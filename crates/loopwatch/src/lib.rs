//! # loopwatch
//!
//! Liveness watchdog for a monitored event loop (typically a UI or main
//! thread).
//!
//! The monitored loop emits heartbeats into a shared [`HeartbeatClock`]; a
//! dedicated background thread polls the clock and raises an alert whenever
//! the time since the last heartbeat exceeds a threshold. The watchdog only
//! observes: it never tries to unblock the monitored loop.
//!
//! ## Architecture
//!
//! - [`heartbeat`] - Heartbeat emission on the monitored context
//! - [`detector`] - Polling and threshold logic on the background thread
//! - [`watchdog`] - The [`UiWatchdog`] controller and its lifecycle
//! - [`clock`] - Time sources and the shared heartbeat stopwatch
//! - [`alert`] - Alert records, sinks and debugger breaks
//! - [`config`] - Configuration and defaults
//! - [`stats`] - Lock-free detector counters
//! - [`spawner`] - Detector thread creation
//! - [`error`] - Watchdog-specific error types
//!
//! ## Threading
//!
//! Exactly two threads are involved: the monitored context, which emits
//! heartbeats, and the detector thread, which polls. The heartbeat clock is
//! the only state they share; its guard is held for a single read or write
//! and never across an alert.
//!
//! ## Example
//!
//! ```rust
//! use loopwatch::prelude::*;
//! use std::time::Duration;
//!
//! let config = WatchdogConfig::builder()
//!     .poll_interval(Duration::from_millis(50))
//!     .stall_threshold(Duration::from_millis(150))
//!     .build()?;
//!
//! let mut watchdog = UiWatchdog::with_config(config)?
//!     .with_alert_action(AlertAction::from_fn("stderr", |alert| {
//!         eprintln!("main loop blocked for {} ms", alert.elapsed_ms());
//!         Ok(())
//!     }));
//!
//! watchdog.start(Duration::from_millis(20))?;
//! for _ in 0..5 {
//!     watchdog.pump()?;
//!     std::thread::sleep(Duration::from_millis(10));
//! }
//! assert!(watchdog.stop().is_clean());
//! # Ok::<(), WatchdogError>(())
//! ```

#![deny(
    unsafe_op_in_unsafe_fn,
    clippy::unwrap_used,
    clippy::expect_used,
    clippy::panic_in_result_fn,
    clippy::panic,
    missing_docs,
    missing_debug_implementations
)]
#![warn(clippy::pedantic)]
#![cfg_attr(docsrs, feature(doc_cfg))]

pub mod alert;
pub mod clock;
pub mod config;
pub mod detector;
pub mod error;
pub mod heartbeat;
pub mod spawner;
pub mod stats;
pub mod watchdog;

pub mod prelude;

pub use alert::{AlertAction, AlertSink, FnSink, STALL_LOG_TARGET, StallAlert};
pub use clock::{Clock, HeartbeatClock, ManualClock, MonotonicClock};
pub use config::{
    AlertOptions, DEFAULT_HEARTBEAT_INTERVAL, DEFAULT_JOIN_TIMEOUT, DEFAULT_POLL_INTERVAL,
    DEFAULT_STALL_THRESHOLD, WatchdogConfig, WatchdogConfigBuilder,
};
pub use detector::{PollOutcome, StallDetector, StopHandle, StopToken, stop_channel};
pub use error::{AlertError, WatchdogError, WatchdogResult};
pub use heartbeat::{HeartbeatDriver, HeartbeatSource};
pub use spawner::{StdThreadSpawner, ThreadSpawner, WorkerFn};
pub use stats::{DetectorStats, StatsSnapshot};
pub use watchdog::{JoinStatus, UiWatchdog, WatchdogState};
//! Detector thread creation.
//!
//! The controller never calls `std::thread` directly; it goes through a
//! [`ThreadSpawner`] so tests can count or instrument worker threads.

use std::fmt;
use std::io;
use std::thread::{self, JoinHandle};

/// Work executed on a spawned detector thread.
pub type WorkerFn = Box<dyn FnOnce() + Send + 'static>;

/// Creates named OS threads.
pub trait ThreadSpawner: Send + Sync + fmt::Debug {
    /// Spawn `work` on a new thread called `name`.
    ///
    /// # Errors
    ///
    /// Returns the OS error if the thread cannot be created.
    fn spawn(&self, name: &str, work: WorkerFn) -> io::Result<JoinHandle<()>>;
}

/// Spawner backed by [`std::thread::Builder`].
#[derive(Debug, Default, Clone, Copy)]
pub struct StdThreadSpawner;

impl ThreadSpawner for StdThreadSpawner {
    fn spawn(&self, name: &str, work: WorkerFn) -> io::Result<JoinHandle<()>> {
        thread::Builder::new().name(name.to_string()).spawn(work)
    }
}
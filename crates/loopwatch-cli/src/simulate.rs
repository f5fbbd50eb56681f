//! Scripted monitored loop.
//!
//! Runs a pumped loop on the calling thread under a [`UiWatchdog`] and
//! injects blocking stalls at chosen iterations, so alert behaviour can be
//! observed end to end.

use std::fmt;
use std::str::FromStr;
use std::thread;
use std::time::{Duration, Instant};

use colored::Colorize;
use loopwatch::{
    AlertAction, AlertError, AlertOptions, AlertSink, JoinStatus, StallAlert, StatsSnapshot,
    UiWatchdog, WatchdogConfig,
};
use serde::Serialize;

use crate::error::CliError;

/// Block the loop for `duration` at iteration `iteration`.
#[derive(Debug, Clone, Copy, PartialEq, Eq, Serialize)]
pub struct StallSpec {
    pub iteration: u64,
    #[serde(rename = "duration_ms", serialize_with = "as_millis")]
    pub duration: Duration,
}

impl FromStr for StallSpec {
    type Err = CliError;

    /// Parse `ITERATION:MILLIS`, e.g. `20:750`.
    fn from_str(s: &str) -> Result<Self, Self::Err> {
        let invalid = |reason: &str| CliError::InvalidStall {
            spec: s.to_string(),
            reason: reason.to_string(),
        };
        let (iteration, millis) = s
            .split_once(':')
            .ok_or_else(|| invalid("expected ITERATION:MILLIS"))?;
        let iteration = iteration
            .trim()
            .parse()
            .map_err(|_err| invalid("iteration is not a number"))?;
        let millis: u64 = millis
            .trim()
            .parse()
            .map_err(|_err| invalid("duration is not a number of milliseconds"))?;
        if millis == 0 {
            return Err(invalid("duration must be greater than 0"));
        }
        Ok(Self {
            iteration,
            duration: Duration::from_millis(millis),
        })
    }
}

impl fmt::Display for StallSpec {
    fn fmt(&self, f: &mut fmt::Formatter<'_>) -> fmt::Result {
        write!(f, "{}:{}", self.iteration, self.duration.as_millis())
    }
}

fn as_millis<S: serde::Serializer>(value: &Duration, serializer: S) -> Result<S::Ok, S::Error> {
    serializer.serialize_u64(u64::try_from(value.as_millis()).unwrap_or(u64::MAX))
}

/// How the simulated loop produces heartbeats.
#[derive(Debug, Clone, Copy, PartialEq, Eq, Default, clap::ValueEnum)]
pub enum Driver {
    /// The loop pumps the watchdog once per frame.
    #[default]
    Pumped,
    /// A task on a current-thread tokio runtime ticks the heartbeat.
    Runtime,
}

/// Parameters of one simulation run.
#[derive(Debug, Clone)]
pub struct SimulationPlan {
    pub iterations: u64,
    pub frame: Duration,
    pub stalls: Vec<StallSpec>,
    pub driver: Driver,
    pub print_alerts: bool,
}

impl SimulationPlan {
    fn stall_at(&self, iteration: u64) -> Option<Duration> {
        self.stalls
            .iter()
            .filter(|stall| stall.iteration == iteration)
            .map(|stall| stall.duration)
            .reduce(Duration::saturating_add)
    }
}

/// Outcome of a simulation run.
#[derive(Debug, Clone, Serialize)]
pub struct SimulationReport {
    pub iterations: u64,
    pub driver: String,
    pub injected_stalls: Vec<StallSpec>,
    pub heartbeat_ticks: u64,
    pub join_status: String,
    pub clean_shutdown: bool,
    pub wall_time_ms: u64,
    pub stats: StatsSnapshot,
}

/// Prints each alert to stderr as it is raised.
#[derive(Debug)]
struct ConsoleSink;

impl AlertSink for ConsoleSink {
    fn name(&self) -> &str {
        "console"
    }

    fn on_stall(&self, alert: &StallAlert) -> Result<(), AlertError> {
        eprintln!(
            "{} loop blocked for {} ms (threshold {} ms, alert #{})",
            "STALL".yellow().bold(),
            alert.elapsed_ms(),
            alert.threshold.as_millis(),
            alert.sequence
        );
        Ok(())
    }
}

/// Run the plan on the current thread.
pub fn run(config: WatchdogConfig, plan: &SimulationPlan) -> Result<SimulationReport, CliError> {
    let heartbeat_interval = config.heartbeat_interval;
    let debug_break = config.options == AlertOptions::DebugBreak;
    let mut watchdog = UiWatchdog::with_config(config)?;
    if plan.print_alerts && !debug_break {
        watchdog = watchdog.with_alert_action(AlertAction::custom(ConsoleSink));
    }

    tracing::info!(
        iterations = plan.iterations,
        frame_ms = plan.frame.as_millis(),
        driver = ?plan.driver,
        stalls = plan.stalls.len(),
        "Starting simulated loop"
    );

    let started = Instant::now();
    let status = match plan.driver {
        Driver::Pumped => pumped_loop(&mut watchdog, heartbeat_interval, plan)?,
        Driver::Runtime => runtime_loop(&mut watchdog, heartbeat_interval, plan)?,
    };
    let wall_time = started.elapsed();

    if status == JoinStatus::TimedOut {
        tracing::warn!("Detector thread was detached at shutdown");
    }

    Ok(SimulationReport {
        iterations: plan.iterations,
        driver: format!("{:?}", plan.driver).to_lowercase(),
        injected_stalls: plan.stalls.clone(),
        heartbeat_ticks: watchdog.heartbeat_ticks(),
        join_status: format!("{status:?}"),
        clean_shutdown: status.is_clean(),
        wall_time_ms: u64::try_from(wall_time.as_millis()).unwrap_or(u64::MAX),
        stats: watchdog.stats(),
    })
}

fn pumped_loop(
    watchdog: &mut UiWatchdog,
    heartbeat_interval: Duration,
    plan: &SimulationPlan,
) -> Result<JoinStatus, CliError> {
    watchdog.start(heartbeat_interval)?;
    for iteration in 0..plan.iterations {
        if let Some(stall) = plan.stall_at(iteration) {
            tracing::info!(iteration, stall_ms = stall.as_millis(), "Injecting stall");
            thread::sleep(stall);
        }
        thread::sleep(plan.frame);
        watchdog.pump()?;
    }
    Ok(watchdog.stop())
}

fn runtime_loop(
    watchdog: &mut UiWatchdog,
    heartbeat_interval: Duration,
    plan: &SimulationPlan,
) -> Result<JoinStatus, CliError> {
    let runtime = tokio::runtime::Builder::new_current_thread()
        .enable_time()
        .build()?;
    runtime.block_on(async {
        watchdog.start_on_runtime(heartbeat_interval)?;
        for iteration in 0..plan.iterations {
            if let Some(stall) = plan.stall_at(iteration) {
                tracing::info!(iteration, stall_ms = stall.as_millis(), "Injecting stall");
                // Blocks the runtime, starving the heartbeat task.
                thread::sleep(stall);
            }
            tokio::time::sleep(plan.frame).await;
        }
        Ok::<_, CliError>(watchdog.stop())
    })
}

/// Default plan: two seconds of 10 ms frames with one 800 ms stall.
pub fn default_stalls() -> Vec<StallSpec> {
    vec![StallSpec {
        iteration: 100,
        duration: Duration::from_millis(800),
    }]
}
+ + + + +
List all lines in the material containing the string "clippy".

- **Problem solution**
    clippy::unwrap_used,
    clippy::expect_used,
    clippy::panic_in_result_fn,
    clippy::panic,
#![warn(clippy::pedantic)]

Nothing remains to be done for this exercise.